* What to work on *
In the entries below, which lines run from the one containing "pub fn init(config: &LoggingConfig, verbose: u8)" to the one containing "the verbosity override."? Copy exactly those lines, ends included, and no others.

(Stored items)

=== Section Start ===

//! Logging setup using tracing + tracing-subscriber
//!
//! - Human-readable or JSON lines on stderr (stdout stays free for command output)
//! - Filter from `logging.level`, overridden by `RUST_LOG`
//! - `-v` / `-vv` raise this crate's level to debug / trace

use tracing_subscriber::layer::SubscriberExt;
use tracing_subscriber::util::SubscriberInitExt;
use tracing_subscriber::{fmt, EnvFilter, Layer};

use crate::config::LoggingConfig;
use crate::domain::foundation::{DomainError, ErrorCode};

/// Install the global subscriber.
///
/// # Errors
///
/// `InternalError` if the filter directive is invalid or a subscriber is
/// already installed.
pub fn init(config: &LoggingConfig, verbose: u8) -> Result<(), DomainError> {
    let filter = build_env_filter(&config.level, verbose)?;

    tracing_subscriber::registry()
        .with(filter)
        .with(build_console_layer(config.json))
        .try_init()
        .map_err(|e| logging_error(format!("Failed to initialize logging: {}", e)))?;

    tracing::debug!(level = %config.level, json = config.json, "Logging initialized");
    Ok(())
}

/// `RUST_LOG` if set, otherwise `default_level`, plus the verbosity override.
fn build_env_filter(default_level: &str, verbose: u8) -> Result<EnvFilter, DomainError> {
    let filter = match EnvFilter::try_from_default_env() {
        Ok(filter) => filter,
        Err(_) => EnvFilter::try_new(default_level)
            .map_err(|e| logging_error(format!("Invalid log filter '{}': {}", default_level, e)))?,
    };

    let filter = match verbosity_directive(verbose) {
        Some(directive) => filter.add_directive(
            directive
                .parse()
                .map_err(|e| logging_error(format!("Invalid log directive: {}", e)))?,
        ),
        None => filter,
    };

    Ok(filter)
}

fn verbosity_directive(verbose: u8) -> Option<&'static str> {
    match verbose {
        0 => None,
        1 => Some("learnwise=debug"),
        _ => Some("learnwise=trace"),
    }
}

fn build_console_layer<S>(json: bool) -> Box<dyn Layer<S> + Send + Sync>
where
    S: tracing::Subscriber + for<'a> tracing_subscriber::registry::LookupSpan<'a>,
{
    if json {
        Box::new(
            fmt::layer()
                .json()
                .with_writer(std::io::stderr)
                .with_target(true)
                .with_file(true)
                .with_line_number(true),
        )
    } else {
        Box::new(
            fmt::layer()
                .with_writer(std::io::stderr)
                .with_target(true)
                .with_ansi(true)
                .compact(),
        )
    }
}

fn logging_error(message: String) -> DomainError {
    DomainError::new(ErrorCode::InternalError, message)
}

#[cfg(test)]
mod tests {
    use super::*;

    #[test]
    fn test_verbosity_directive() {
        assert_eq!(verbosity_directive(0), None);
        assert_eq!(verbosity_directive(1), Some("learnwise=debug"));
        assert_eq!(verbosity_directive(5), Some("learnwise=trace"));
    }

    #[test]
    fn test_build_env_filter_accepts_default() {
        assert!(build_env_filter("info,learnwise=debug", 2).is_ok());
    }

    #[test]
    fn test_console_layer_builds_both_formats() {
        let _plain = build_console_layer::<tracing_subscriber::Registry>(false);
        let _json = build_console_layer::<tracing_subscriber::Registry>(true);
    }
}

=== Section End ===

* Exercise response *
pub fn init(config: &LoggingConfig, verbose: u8) -> Result<(), DomainError> {
    let filter = build_env_filter(&config.level, verbose)?;

    tracing_subscriber::registry()
        .with(filter)
        .with(build_console_layer(config.json))
        .try_init()
        .map_err(|e| logging_error(format!("Failed to initialize logging: {}", e)))?;

    tracing::debug!(level = %config.level, json = config.json, "Logging initialized");
    Ok(())
}

/// `RUST_LOG` if set, otherwise `default_level`, plus the verbosity override.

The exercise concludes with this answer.